3. Insurance reimbursement is abysmal. Every script I have written has required a prior auth. When you spend so much time charting, the last thing you want to do is spend an extra 5 minutes at the end of your day to spin a wheel and hope for the 40-50% success rate of your PA. Half to more than half of your time you’re wasting your time- and you know it. If I didn’t care enough about my patients, I’d give up. To be honest, it’s a constant battle I have with myself- if I’m prioritizing my family or my patients first. It can become moral injury when you do it too much.
4. Lack of compelling information/data that Afrezza is superior to existing medications. Is it better or does it just blend in and is it another tool in the toolbox. So far, MNKD hasn’t effectively differentiated it from other insulins other than its inhaled.

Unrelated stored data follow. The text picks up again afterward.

//! Configuration loading for timemachine.
//!
//! Layered config: defaults -> config file -> explicit file -> env vars.
//! The default config file lives at ~/.config/timemachine/config.toml.

use config::{Config, Environment, File};
use directories::ProjectDirs;
use serde::{Deserialize, Serialize};
use std::path::PathBuf;

use crate::error::TypesError;

/// Directory name of the index inside the data directory.
pub const INDEX_SUBDIR: &str = "timemachine_index";

/// Main settings
#[derive(Debug, Clone, Serialize, Deserialize)]
pub struct Settings {
    /// Path to the index directory
    #[serde(default = "default_index_path")]
    pub index_path: String,

    /// Maximum number of documents returned by a query
    #[serde(default = "default_result_limit")]
    pub result_limit: usize,

    /// Sync every append to disk before acknowledging it
    #[serde(default = "default_sync_writes")]
    pub sync_writes: bool,

    /// Log level (trace, debug, info, warn, error). Read by the host
    /// through `level()` when it installs its subscriber.
    #[serde(default = "default_log_level")]
    pub log_level: String,
}

fn default_index_path() -> String {
    ProjectDirs::from("", "", "timemachine")
        .map(|p| p.data_local_dir().join(INDEX_SUBDIR))
        .unwrap_or_else(|| PathBuf::from(".").join(INDEX_SUBDIR))
        .to_string_lossy()
        .to_string()
}

fn default_result_limit() -> usize {
    100
}

fn default_sync_writes() -> bool {
    true
}

fn default_log_level() -> String {
    "info".to_string()
}

impl Default for Settings {
    fn default() -> Self {
        Self {
            index_path: default_index_path(),
            result_limit: default_result_limit(),
            sync_writes: default_sync_writes(),
            log_level: default_log_level(),
        }
    }
}

impl Settings {
    /// Load settings with layered precedence:
    /// 1. Built-in defaults
    /// 2. Config file (~/.config/timemachine/config.toml)
    /// 3. Explicit config file (optional)
    /// 4. Environment variables (TIMEMACHINE_*)
    pub fn load(config_path: Option<&str>) -> Result<Self, TypesError> {
        let config_dir = ProjectDirs::from("", "", "timemachine")
            .map(|p| p.config_dir().to_path_buf())
            .unwrap_or_else(|| PathBuf::from("."));

        let default_config_path = config_dir.join("config");

        let mut builder = Config::builder()
            .set_default("index_path", default_index_path())
            .map_err(|e| TypesError::Config(e.to_string()))?
            .set_default("result_limit", default_result_limit() as i64)
            .map_err(|e| TypesError::Config(e.to_string()))?
            .set_default("sync_writes", default_sync_writes())
            .map_err(|e| TypesError::Config(e.to_string()))?
            .set_default("log_level", default_log_level())
            .map_err(|e| TypesError::Config(e.to_string()))?
            .add_source(File::with_name(&default_config_path.to_string_lossy()).required(false));

        if let Some(path) = config_path {
            builder = builder.add_source(File::with_name(path).required(true));
        }

        // TIMEMACHINE_INDEX_PATH, TIMEMACHINE_RESULT_LIMIT, ...
        builder = builder.add_source(
            Environment::with_prefix("TIMEMACHINE")
                .prefix_separator("_")
                .try_parsing(true),
        );

        let config = builder
            .build()
            .map_err(|e| TypesError::Config(e.to_string()))?;

        let settings: Settings = config
            .try_deserialize()
            .map_err(|e| TypesError::Config(e.to_string()))?;
        settings.validate()?;
        Ok(settings)
    }

    /// Validate configuration values.
    pub fn validate(&self) -> Result<(), TypesError> {
        if self.result_limit == 0 {
            return Err(TypesError::Config("result_limit must be > 0".to_string()));
        }
        if self.index_path.trim().is_empty() {
            return Err(TypesError::Config("index_path must not be empty".to_string()));
        }
        self.level()?;
        Ok(())
    }

    /// Parsed `log_level`.
    pub fn level(&self) -> Result<tracing::Level, TypesError> {
        self.log_level
            .parse()
            .map_err(|_| TypesError::Config(format!("unknown log_level: {}", self.log_level)))
    }

    /// Expand ~ in index_path to the home directory
    pub fn expanded_index_path(&self) -> PathBuf {
        if let Some(rest) = self.index_path.strip_prefix("~/") {
            if let Some(home) = directories::BaseDirs::new().map(|d| d.home_dir().to_path_buf()) {
                return home.join(rest);
            }
        }
        PathBuf::from(&self.index_path)
    }
}

#[cfg(test)]
mod tests {
    use super::*;
    use std::io::Write;

    #[test]
    fn test_default_settings() {
        let settings = Settings::default();
        assert_eq!(settings.result_limit, 100);
        assert!(settings.sync_writes);
        assert!(settings.index_path.ends_with(INDEX_SUBDIR));
    }

    #[test]
    fn test_load_explicit_file() {
        let dir = tempfile::TempDir::new().unwrap();
        let path = dir.path().join("timemachine.toml");
        let mut file = std::fs::File::create(&path).unwrap();
        writeln!(file, "index_path = \"/srv/chat/index\"").unwrap();
        writeln!(file, "result_limit = 25").unwrap();
        writeln!(file, "sync_writes = false").unwrap();
        drop(file);

        let settings = Settings::load(Some(path.to_str().unwrap())).unwrap();
        assert_eq!(settings.index_path, "/srv/chat/index");
        assert_eq!(settings.result_limit, 25);
        assert!(!settings.sync_writes);
    }

    #[test]
    fn test_validate_rejects_zero_limit() {
        let settings = Settings {
            result_limit: 0,
            ..Settings::default()
        };
        assert!(settings.validate().is_err());
    }

    #[test]
    fn test_log_level() {
        let settings = Settings {
            log_level: "WARN".to_string(),
            ..Settings::default()
        };
        assert_eq!(settings.level().unwrap(), tracing::Level::WARN);
        assert_eq!(Settings::default().level().unwrap(), tracing::Level::INFO);

        let settings = Settings {
            log_level: "chatty".to_string(),
            ..Settings::default()
        };
        assert!(settings.validate().is_err());
    }

    #[test]
    fn test_expanded_index_path() {
        let settings = Settings {
            index_path: "/var/lib/timemachine".to_string(),
            ..Settings::default()
        };
        assert_eq!(
            settings.expanded_index_path(),
            PathBuf::from("/var/lib/timemachine")
        );
    }
}
//! Query evaluation.
//!
//! A query is validated as a whole, evaluated against the derived
//! structures to a set of positions, ordered by (timestamp, position),
//! capped, and only then materialized from the document source.

use std::collections::BTreeSet;

use chrono::{DateTime, Utc};
use tracing::debug;

use timemachine_storage::DocumentStore;
use timemachine_types::{Document, FieldKind, Schema};

use crate::error::SearchError;
use crate::indexer::IndexStructures;
use crate::query::Query;
use crate::timespec::parse_time_literal;
use crate::tokenizer::tokenize;

/// Random access to stored documents by position.
pub trait DocumentSource {
    /// Documents in the order of `positions`.
    fn fetch(&self, positions: &[u64]) -> Result<Vec<Document>, SearchError>;
}

impl DocumentSource for DocumentStore {
    fn fetch(&self, positions: &[u64]) -> Result<Vec<Document>, SearchError> {
        Ok(DocumentStore::fetch(self, positions)?)
    }
}

/// Evaluate `query` and return at most `limit` documents, earliest first.
pub fn evaluate<S: DocumentSource + ?Sized>(
    query: &Query,
    source: &S,
    structures: &IndexStructures,
    schema: &Schema,
    limit: usize,
) -> Result<Vec<Document>, SearchError> {
    let matches = matching_positions(query, structures, schema)?;
    let total = matches.len();
    let positions = order_and_cap(matches, structures, limit)?;

    let documents = source.fetch(&positions)?;
    if documents.len() != positions.len() {
        return Err(SearchError::CorruptIndex(format!(
            "requested {} documents, store returned {}",
            positions.len(),
            documents.len()
        )));
    }

    debug!(total, returned = documents.len(), "Evaluated query");
    Ok(documents)
}

/// Validate and evaluate `query` to the full set of matching positions.
pub fn matching_positions(
    query: &Query,
    structures: &IndexStructures,
    schema: &Schema,
) -> Result<BTreeSet<u64>, SearchError> {
    validate(query, schema)?;
    Ok(Evaluator { structures, schema }.eval(query))
}

/// Sort positions by (timestamp, position) and keep the first `limit`.
pub fn order_and_cap(
    positions: BTreeSet<u64>,
    structures: &IndexStructures,
    limit: usize,
) -> Result<Vec<u64>, SearchError> {
    let mut keyed = positions
        .into_iter()
        .map(|position| {
            structures
                .timestamp_of(position)
                .map(|ts| (ts, position))
                .ok_or_else(|| {
                    SearchError::CorruptIndex(format!("no timestamp for position {}", position))
                })
        })
        .collect::<Result<Vec<_>, _>>()?;

    keyed.sort_unstable();
    keyed.truncate(limit);
    Ok(keyed.into_iter().map(|(_, position)| position).collect())
}

/// Check every field reference and literal before any structure is read.
pub fn validate(query: &Query, schema: &Schema) -> Result<(), SearchError> {
    match query {
        Query::Term { field, value } => {
            let kind = field_kind(schema, field)?;
            if kind == FieldKind::Timestamp && parse_time_literal(value).is_none() {
                return Err(SearchError::UnsupportedQuery(format!(
                    "invalid timestamp '{}' for field '{}'",
                    value, field
                )));
            }
            Ok(())
        }
        Query::BareTerm(_) => field_kind(schema, schema.default_field()).map(|_| ()),
        Query::Range { field, .. } => match field_kind(schema, field)? {
            FieldKind::Timestamp => Ok(()),
            kind => Err(SearchError::UnsupportedQuery(format!(
                "range on {} field '{}'",
                kind, field
            ))),
        },
        Query::And(left, right) | Query::Or(left, right) => {
            validate(left, schema)?;
            validate(right, schema)
        }
        Query::Not(inner) => validate(inner, schema),
    }
}

/// Microseconds of `ts`, rounded up so a low bound never admits an
/// earlier stored timestamp.
fn ceil_micros(ts: DateTime<Utc>) -> i64 {
    let micros = ts.timestamp_micros();
    if ts.timestamp_subsec_nanos() % 1_000 == 0 {
        micros
    } else {
        micros + 1
    }
}

fn field_kind(schema: &Schema, field: &str) -> Result<FieldKind, SearchError> {
    schema
        .kind_of(field)
        .ok_or_else(|| SearchError::UnknownField(field.to_string()))
}

struct Evaluator<'a> {
    structures: &'a IndexStructures,
    schema: &'a Schema,
}

impl Evaluator<'_> {
    /// Only called on validated queries.
    fn eval(&self, query: &Query) -> BTreeSet<u64> {
        match query {
            Query::Term { field, value } => self.term(field, value),
            Query::BareTerm(value) => self.term(self.schema.default_field(), value),
            Query::Range { low, high, .. } => self
                .structures
                .range(low.map(ceil_micros), high.map(|ts| ts.timestamp_micros()))
                .into_iter()
                .collect(),
            Query::And(left, right) => {
                let left = self.eval(left);
                if left.is_empty() {
                    return left;
                }
                let right = self.eval(right);
                left.intersection(&right).copied().collect()
            }
            Query::Or(left, right) => {
                let mut left = self.eval(left);
                left.extend(self.eval(right));
                left
            }
            Query::Not(inner) => {
                let inner = self.eval(inner);
                self.structures
                    .all_positions()
                    .difference(&inner)
                    .copied()
                    .collect()
            }
        }
    }

    fn term(&self, field: &str, value: &str) -> BTreeSet<u64> {
        match self.schema.kind_of(field) {
            Some(FieldKind::Identifier) => self
                .structures
                .lookup_exact(field, value)
                .iter()
                .copied()
                .collect(),
            Some(FieldKind::Text) => self.text_term(field, value),
            Some(FieldKind::Timestamp) => match parse_time_literal(value) {
                Some(span) => self
                    .structures
                    .range(
                        Some(ceil_micros(span.start)),
                        Some(span.end.timestamp_micros()),
                    )
                    .into_iter()
                    .collect(),
                None => BTreeSet::new(),
            },
            None => BTreeSet::new(),
        }
    }

    /// Documents containing every token of `value`.
    fn text_term(&self, field: &str, value: &str) -> BTreeSet<u64> {
        let tokens = tokenize(value);
        let mut lists: Vec<_> = tokens
            .iter()
            .map(|token| self.structures.lookup_token(field, token))
            .collect();
        // Intersect starting from the shortest list
        lists.sort_by_key(|list| list.len());

        let Some((first, rest)) = lists.split_first() else {
            return BTreeSet::new();
        };
        first
            .iter()
            .map(|posting| posting.position)
            .filter(|position| {
                rest.iter()
                    .all(|list| list.binary_search_by_key(position, |p| p.position).is_ok())
            })
            .collect()
    }
}
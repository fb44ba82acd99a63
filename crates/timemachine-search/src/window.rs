//! Canned "recent history" windows.
//!
//! Each window ends at a caller-supplied `now` and reaches back a fixed
//! duration:
//! - `lastday`: 24 hours
//! - `lasthour`: 1 hour
//! - `justnow`: 5 minutes

use chrono::{DateTime, Duration, Utc};
use serde::{Deserialize, Serialize};

use crate::error::SearchError;
use crate::query::Query;

#[derive(Debug, Clone, Copy, PartialEq, Eq, Hash, Serialize, Deserialize)]
#[serde(rename_all = "lowercase")]
pub enum RecentWindow {
    LastDay,
    LastHour,
    JustNow,
}

impl RecentWindow {
    pub const ALL: [RecentWindow; 3] = [
        RecentWindow::LastDay,
        RecentWindow::LastHour,
        RecentWindow::JustNow,
    ];

    pub fn duration(&self) -> Duration {
        match self {
            RecentWindow::LastDay => Duration::days(1),
            RecentWindow::LastHour => Duration::hours(1),
            RecentWindow::JustNow => Duration::minutes(5),
        }
    }

    pub fn as_str(&self) -> &'static str {
        match self {
            RecentWindow::LastDay => "lastday",
            RecentWindow::LastHour => "lasthour",
            RecentWindow::JustNow => "justnow",
        }
    }

    /// Inclusive `[now - duration, now]` range on the timestamp field.
    pub fn range(&self, field: &str, now: DateTime<Utc>) -> Query {
        Query::date_range(field, now - self.duration(), now)
    }
}

impl std::fmt::Display for RecentWindow {
    fn fmt(&self, f: &mut std::fmt::Formatter<'_>) -> std::fmt::Result {
        f.write_str(self.as_str())
    }
}

impl std::str::FromStr for RecentWindow {
    type Err = SearchError;

    fn from_str(s: &str) -> Result<Self, Self::Err> {
        Self::ALL
            .into_iter()
            .find(|w| w.as_str() == s)
            .ok_or_else(|| SearchError::UnsupportedQuery(format!("unknown window: {}", s)))
    }
}
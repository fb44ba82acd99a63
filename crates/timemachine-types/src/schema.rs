//! Document schema.
//!
//! The schema is fixed when an index is created and persisted next to the
//! documents. Reopening an index compares the stored schema against the
//! expected one; any difference refuses the open.
//!
//! Message schema:
//! - ts: TIMESTAMP | STORED
//! - from_node, from_domain, from_resource: IDENTIFIER | STORED
//! - to_node, to_domain, to_resource: IDENTIFIER | STORED
//! - body: TEXT | STORED (default query field)

use serde::{Deserialize, Serialize};

use crate::error::TypesError;

/// Version of the persisted schema descriptor layout.
pub const SCHEMA_VERSION: u32 = 1;

pub const FIELD_TS: &str = "ts";
pub const FIELD_FROM_NODE: &str = "from_node";
pub const FIELD_FROM_DOMAIN: &str = "from_domain";
pub const FIELD_FROM_RESOURCE: &str = "from_resource";
pub const FIELD_TO_NODE: &str = "to_node";
pub const FIELD_TO_DOMAIN: &str = "to_domain";
pub const FIELD_TO_RESOURCE: &str = "to_resource";
pub const FIELD_BODY: &str = "body";

/// How a field is indexed and matched.
#[derive(Debug, Clone, Copy, PartialEq, Eq, Hash, Serialize, Deserialize)]
#[serde(rename_all = "snake_case")]
pub enum FieldKind {
    /// Point in time, range-searchable
    Timestamp,
    /// Opaque string, exact match only
    Identifier,
    /// Tokenized free text
    Text,
}

impl FieldKind {
    pub fn as_str(&self) -> &'static str {
        match self {
            FieldKind::Timestamp => "timestamp",
            FieldKind::Identifier => "identifier",
            FieldKind::Text => "text",
        }
    }
}

impl std::fmt::Display for FieldKind {
    fn fmt(&self, f: &mut std::fmt::Formatter<'_>) -> std::fmt::Result {
        f.write_str(self.as_str())
    }
}

/// A single schema field.
#[derive(Debug, Clone, PartialEq, Eq, Serialize, Deserialize)]
pub struct FieldDef {
    pub name: String,
    pub kind: FieldKind,
    pub stored: bool,
}

impl FieldDef {
    pub fn new(name: impl Into<String>, kind: FieldKind) -> Self {
        Self {
            name: name.into(),
            kind,
            stored: true,
        }
    }
}

/// The fixed set of typed fields describing a document.
#[derive(Debug, Clone, PartialEq, Eq, Serialize, Deserialize)]
pub struct Schema {
    version: u32,
    fields: Vec<FieldDef>,
    default_field: String,
}

impl Schema {
    /// Build a schema from field definitions.
    ///
    /// Field names must be unique, exactly one field must be a timestamp and
    /// the default field must be a text field of this schema.
    pub fn new(
        fields: Vec<FieldDef>,
        default_field: impl Into<String>,
    ) -> Result<Self, TypesError> {
        let default_field = default_field.into();

        for (i, field) in fields.iter().enumerate() {
            if field.name.is_empty() {
                return Err(TypesError::InvalidInput("empty field name".into()));
            }
            if fields[..i].iter().any(|f| f.name == field.name) {
                return Err(TypesError::InvalidInput(format!(
                    "duplicate field: {}",
                    field.name
                )));
            }
        }

        let timestamps = fields
            .iter()
            .filter(|f| f.kind == FieldKind::Timestamp)
            .count();
        if timestamps != 1 {
            return Err(TypesError::InvalidInput(format!(
                "schema needs exactly one timestamp field, found {}",
                timestamps
            )));
        }

        match fields.iter().find(|f| f.name == default_field) {
            Some(f) if f.kind == FieldKind::Text => {}
            Some(f) => {
                return Err(TypesError::InvalidInput(format!(
                    "default field {} is {}, expected text",
                    f.name, f.kind
                )))
            }
            None => {
                return Err(TypesError::InvalidInput(format!(
                    "default field {} is not in the schema",
                    default_field
                )))
            }
        }

        Ok(Self {
            version: SCHEMA_VERSION,
            fields,
            default_field,
        })
    }

    /// The canonical chat message schema.
    pub fn message() -> Self {
        Self {
            version: SCHEMA_VERSION,
            fields: vec![
                FieldDef::new(FIELD_TS, FieldKind::Timestamp),
                FieldDef::new(FIELD_FROM_NODE, FieldKind::Identifier),
                FieldDef::new(FIELD_FROM_DOMAIN, FieldKind::Identifier),
                FieldDef::new(FIELD_FROM_RESOURCE, FieldKind::Identifier),
                FieldDef::new(FIELD_TO_NODE, FieldKind::Identifier),
                FieldDef::new(FIELD_TO_DOMAIN, FieldKind::Identifier),
                FieldDef::new(FIELD_TO_RESOURCE, FieldKind::Identifier),
                FieldDef::new(FIELD_BODY, FieldKind::Text),
            ],
            default_field: FIELD_BODY.to_string(),
        }
    }

    pub fn version(&self) -> u32 {
        self.version
    }

    pub fn fields(&self) -> &[FieldDef] {
        &self.fields
    }

    /// Field targeted by bare query terms.
    pub fn default_field(&self) -> &str {
        &self.default_field
    }

    pub fn field(&self, name: &str) -> Option<&FieldDef> {
        self.fields.iter().find(|f| f.name == name)
    }

    pub fn kind_of(&self, name: &str) -> Option<FieldKind> {
        self.field(name).map(|f| f.kind)
    }

    pub fn contains(&self, name: &str) -> bool {
        self.field(name).is_some()
    }

    /// Name of the single timestamp field.
    pub fn timestamp_field(&self) -> &str {
        self.fields
            .iter()
            .find(|f| f.kind == FieldKind::Timestamp)
            .map(|f| f.name.as_str())
            .unwrap_or(FIELD_TS)
    }

    /// Fields of the given kind, in schema order.
    pub fn fields_of_kind(&self, kind: FieldKind) -> impl Iterator<Item = &FieldDef> {
        self.fields.iter().filter(move |f| f.kind == kind)
    }

    /// Serialize the descriptor for persistence.
    pub fn to_bytes(&self) -> Result<Vec<u8>, serde_json::Error> {
        serde_json::to_vec(self)
    }

    /// Deserialize a persisted descriptor.
    pub fn from_bytes(bytes: &[u8]) -> Result<Self, serde_json::Error> {
        serde_json::from_slice(bytes)
    }
}

impl Default for Schema {
    fn default() -> Self {
        Self::message()
    }
}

Again, non of my reps seemed to know much about the STAT trial significance, although this was listed in the physician print out. They pushed the inhaled benefits rather than the hypoglycemic and weight benefit. I am not privy to their educational background, how MNKD trains their reps, etc. as we’ve seen, there is a high rep turnover. Are they not hiring quality reps? Are they not training them properly? Do they not stay around long enough to get the training? It could be any or all.
|
|
|
Post by stevil on Nov 21, 2023 2:08:55 GMT -5
Say hey:
I disabled the “online now” feature a long time ago (looks like in 2016) when I was a med student and spent wayyyy too much of my time trying to temper the board’s enthusiasm (and getting nowhere). I guess it was my way of making myself less available, even though no one probably cared if I didn’t respond immediately.
And I don’t come to age’s defense. I just agree with just about all of his scientific opinions/facts. Aged has more patience and takes more time to develop thoughtful and research-based responses than I do. I appreciate someone doing that so I don’t feel a need to.
Sometimes the loudest voice on a board needs to be opposed in order to avoid the “illusory truth effect”, especially when onlookers can’t tell the difference between science and pseudoscience. The problem with logic is that you can have 2 sound arguments that reach different conclusions. The problem isn’t the argument itself, it’s the premise that needs to be truthful and meaningful in order to reach an accurate conclusion. I don’t always see that here, so I try to provide balance, as I always have from the beginning. I have no idea if people respect my opinion. But I do love truth and I will always defend her as much as I can, regardless of who says her name. It just happens to be aged as much as I see and pay attention.